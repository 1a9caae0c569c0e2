use std::{net::SocketAddr, sync::Arc};

use axum::http::HeaderValue;
use configs::{AppConfig, CorsConfig};
use dotenvy::dotenv;
use tower_http::cors::{AllowOrigin, CorsLayer};
use tracing::{info, warn};

use service::collections::{repo::seaorm::SeaOrmCollectionRepository, CollectionService, CollectionStore};

use crate::errors::StartupError;
use crate::routes::{self, HttpOptions};
use crate::state::ServerState;

pub fn build_cors(cfg: &CorsConfig) -> CorsLayer {
    if cfg.is_permissive() {
        return CorsLayer::very_permissive();
    }
    let origins: Vec<HeaderValue> = cfg
        .origins
        .iter()
        .filter_map(|o| match HeaderValue::from_str(o) {
            Ok(v) => Some(v),
            Err(_) => {
                warn!(origin = %o, "ignoring invalid CORS origin");
                None
            }
        })
        .collect();
    CorsLayer::very_permissive().allow_origin(AllowOrigin::list(origins))
}

/// Connect, migrate, seed the registered collections and wrap it all in handler state.
pub async fn build_state(cfg: &AppConfig) -> anyhow::Result<ServerState> {
    let db = models::db::connect_and_migrate(&cfg.database).await?;
    let store = CollectionStore::new(Arc::new(SeaOrmCollectionRepository { db }));
    CollectionService::new(store.clone()).seed().await?;

    if cfg.auth.uses_dev_secret() {
        warn!("JWT_SECRET is not set; using the development secret");
    }
    if !cfg.auth.enforce {
        info!("auth.enforce is off; collection routes accept anonymous callers");
    }
    Ok(ServerState::new(store, &cfg.auth))
}

async fn shutdown_signal() {
    let ctrl_c = async {
        if let Err(e) = tokio::signal::ctrl_c().await {
            warn!(err = %e, "failed to listen for Ctrl+C");
            std::future::pending::<()>().await;
        }
    };

    #[cfg(unix)]
    let terminate = async {
        match tokio::signal::unix::signal(tokio::signal::unix::SignalKind::terminate()) {
            Ok(mut s) => {
                s.recv().await;
            }
            Err(e) => {
                warn!(err = %e, "failed to listen for SIGTERM");
                std::future::pending::<()>().await;
            }
        }
    };
    #[cfg(not(unix))]
    let terminate = std::future::pending::<()>();

    tokio::select! {
        _ = ctrl_c => {},
        _ = terminate => {},
    }
    info!("shutdown signal received");
}

/// Serve `cfg` until a shutdown signal arrives.
pub async fn serve(cfg: AppConfig) -> anyhow::Result<()> {
    common::env::ensure_env(cfg.server.frontend_dir.as_deref(), &cfg.server.data_dir)
        .await
        .map_err(|e| StartupError::Runtime(e.to_string()))?;

    let state = build_state(&cfg).await?;
    let opts = HttpOptions {
        cors: build_cors(&cfg.cors),
        body_limit_bytes: cfg.server.body_limit_bytes,
        frontend_dir: cfg.server.frontend_dir.clone(),
    };
    let app = routes::build_router(state, opts);

    let addr: SocketAddr = cfg
        .server
        .bind_addr()
        .parse()
        .map_err(|e| StartupError::InvalidConfig(format!("bind address: {e}")))?;
    let listener = tokio::net::TcpListener::bind(addr).await?;
    info!(%addr, sqlite = cfg.database.is_sqlite(), "spa console api listening");
    axum::serve(listener, app).with_graceful_shutdown(shutdown_signal()).await?;
    info!("server stopped");
    Ok(())
}

/// Public entry: load configuration and run the HTTP server
pub async fn run() -> anyhow::Result<()> {
    dotenv().ok();
    let cfg = AppConfig::load_and_validate().map_err(|e| StartupError::InvalidConfig(e.to_string()))?;
    serve(cfg).await
}
impl AuthService {
    pub fn new(store: CollectionStore, cfg: AuthConfig) -> Self {
        Self {
            accounts: AccountBook::new(store.clone()),
            oplog: OperationLog::new(store),
            hasher: PasswordHasherConfig::new(cfg.hash_cost),
            tokens: TokenIssuer::new(&cfg.jwt_secret, cfg.token_ttl_hours),
            default_admin_password: cfg.default_admin_password,
            write_lock: Arc::new(Mutex::new(())),
        }
    }

    async fn hash(&self, password: &str) -> Result<String, AuthError> {
        let hasher = self.hasher;
        let password = password.to_string();
        tokio::task::spawn_blocking(move || hasher.hash(&password))
            .await
            .map_err(|e| AuthError::HashError(e.to_string()))?
    }

    async fn verify(&self, password: &str, hash: &str) -> bool {
        let hasher = self.hasher;
        let (password, hash) = (password.to_string(), hash.to_string());
        tokio::task::spawn_blocking(move || hasher.verify(&password, &hash))
            .await
            .unwrap_or(false)
    }

    async fn record(&self, operator: &str, action: &str, details: &str) {
        if let Err(e) = self.oplog.append(operator, action, "auth", details).await {
            warn!(err = %e, action, "failed to append operation log");
        }
    }

    /// Create the default admin when the account list is empty.
    /// Returns whether an account was created.
    #[instrument(skip(self))]
    pub async fn ensure_default_admin(&self) -> Result<bool, AuthError> {
        let _guard = self.write_lock.lock().await;
        let mut list = self.accounts.load().await?;
        if !list.is_empty() {
            return Ok(false);
        }
        let admin = Account {
            id: AccountId::Text(Uuid::new_v4().to_string()),
            username: DEFAULT_ADMIN_USERNAME.to_string(),
            password_hash: self.hash(&self.default_admin_password).await?,
            role: Role::Admin.as_str().to_string(),
            name: "Administrator".to_string(),
            email: String::new(),
            status: AccountStatus::Active,
            created_at: Value::String(Utc::now().to_rfc3339()),
            extra: Map::new(),
        };
        list.push(&admin)?;
        self.accounts.save(&list).await?;
        warn!(username = DEFAULT_ADMIN_USERNAME, "default admin account created; change its password");
        Ok(true)
    }

    /// Authenticate by username/password and issue a token.
    ///
    /// # Examples
    /// ```
    /// use service::auth::{AuthService, service::AuthConfig, domain::LoginInput};
    /// use service::collections::CollectionStore;
    /// let svc = AuthService::new(CollectionStore::in_memory(), AuthConfig { hash_cost: 1, ..AuthConfig::default() });
    /// let input = LoginInput { username: "admin".into(), password: "admin123".into() };
    /// let session = tokio_test::block_on(svc.login(input)).unwrap();
    /// assert_eq!(session.user.username, "admin");
    /// assert!(!session.token.is_empty());
    /// ```
    #[instrument(skip(self, input), fields(username = %input.username))]
    pub async fn login(&self, input: LoginInput) -> Result<AuthSession, AuthError> {
        if input.username.trim().is_empty() || input.password.is_empty() {
            return Err(AuthError::Validation("username and password are required".into()));
        }
        self.ensure_default_admin().await?;

        let list = self.accounts.load().await?;
        let Some(account) = list.find_by_username(&input.username) else {
            warn!("login failed: unknown username");
            return Err(AuthError::Unauthorized);
        };
        if !self.verify(&input.password, &account.password_hash).await {
            warn!("login failed: wrong password");
            return Err(AuthError::Unauthorized);
        }
        if account.is_disabled() {
            warn!("login refused: account disabled");
            return Err(AuthError::Disabled);
        }

        let token = self.tokens.issue(&account)?;
        self.record(&account.username, "login", "signed in").await;
        info!(user_id = %account.id, role = %account.role, "login succeeded");
        Ok(AuthSession { token, user: account.public() })
    }

    pub fn verify_token(&self, token: &str) -> Result<Claims, AuthError> {
        self.tokens.verify(token)
    }

    /// Account behind a token. Accounts removed or disabled since issue are rejected.
    pub async fn current_user(&self, claims: &Claims) -> Result<PublicUser, AuthError> {
        let account = self.active_account(claims).await?;
        Ok(account.public())
    }

    async fn active_account(&self, claims: &Claims) -> Result<Account, AuthError> {
        let list = self.accounts.load().await?;
        let account = list.find_by_id(&claims.sub).ok_or(AuthError::Unauthorized)?;
        if account.is_disabled() {
            return Err(AuthError::Disabled);
        }
        Ok(account)
    }

    #[instrument(skip(self, claims, input), fields(username = %claims.username))]
    pub async fn change_password(&self, claims: &Claims, input: ChangePasswordInput) -> Result<(), AuthError> {
        if input.new_password.chars().count() < MIN_PASSWORD_LEN {
            return Err(AuthError::Validation(format!("new password must be at least {} characters", MIN_PASSWORD_LEN)));
        }
        let guard = self.write_lock.lock().await;
        let mut account = self.active_account(claims).await?;
        if !self.verify(&input.current_password, &account.password_hash).await {
            return Err(AuthError::Unauthorized);
        }
        account.password_hash = self.hash(&input.new_password).await?;

        let mut list = self.accounts.load().await?;
        list.replace(&account)?;
        self.accounts.save(&list).await?;
        drop(guard);

        self.record(&claims.username, "change_password", "password changed").await;
        info!("password changed");
        Ok(())
    }

    #[instrument(skip(self, operator, input), fields(operator = %operator.username, username = %input.username))]
    pub async fn create_account(&self, operator: &Claims, input: NewAccount) -> Result<PublicUser, AuthError> {
        let username = input.username.trim().to_string();
        if username.is_empty() {
            return Err(AuthError::Validation("username is required".into()));
        }
        if input.password.chars().count() < MIN_PASSWORD_LEN {
            return Err(AuthError::Validation(format!("password must be at least {} characters", MIN_PASSWORD_LEN)));
        }
        let role = Role::parse(&input.role)
            .ok_or_else(|| AuthError::Validation(format!("unknown role: {}", input.role)))?;

        let guard = self.write_lock.lock().await;
        let mut list = self.accounts.load().await?;
        if list.find_by_username(&username).is_some() {
            debug!("duplicate username");
            return Err(AuthError::Conflict);
        }
        let account = Account {
            id: AccountId::Text(Uuid::new_v4().to_string()),
            username,
            password_hash: self.hash(&input.password).await?,
            role: role.as_str().to_string(),
            name: input.name.unwrap_or_default(),
            email: input.email.unwrap_or_default(),
            status: AccountStatus::Active,
            created_at: Value::String(Utc::now().to_rfc3339()),
            extra: Map::new(),
        };
        list.push(&account)?;
        self.accounts.save(&list).await?;
        drop(guard);

        self.record(&operator.username, "create_account", &format!("created {} ({})", account.username, account.role)).await;
        info!(user_id = %account.id, "account created");
        Ok(account.public())
    }

    #[instrument(skip(self, operator), fields(operator = %operator.username))]
    pub async fn set_account_status(&self, operator: &Claims, id: &str, status: &str) -> Result<PublicUser, AuthError> {
        let status = AccountStatus::parse(status)
            .ok_or_else(|| AuthError::Validation(format!("unknown status: {}", status)))?;
        if status == AccountStatus::Disabled && operator.sub == id {
            return Err(AuthError::Validation("cannot disable your own account".into()));
        }

        let guard = self.write_lock.lock().await;
        let mut list = self.accounts.load().await?;
        let mut account = list.find_by_id(id).ok_or(AuthError::NotFound)?;
        account.status = status;
        list.replace(&account)?;
        self.accounts.save(&list).await?;
        drop(guard);

        self.record(&operator.username, "set_account_status", &format!("{} -> {}", account.username, status.as_str())).await;
        info!(user_id = %account.id, status = status.as_str(), "account status changed");
        Ok(account.public())
    }
}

+--

#### WHAT THE EXERCISE ASKS:
Every line where "PublicUser" appears must be returned from the listing above.

#### COMPLETED TASK:
    pub async fn current_user(&self, claims: &Claims) -> Result<PublicUser, AuthError> {
    pub async fn create_account(&self, operator: &Claims, input: NewAccount) -> Result<PublicUser, AuthError> {
    pub async fn set_account_status(&self, operator: &Claims, id: &str, status: &str) -> Result<PublicUser, AuthError> {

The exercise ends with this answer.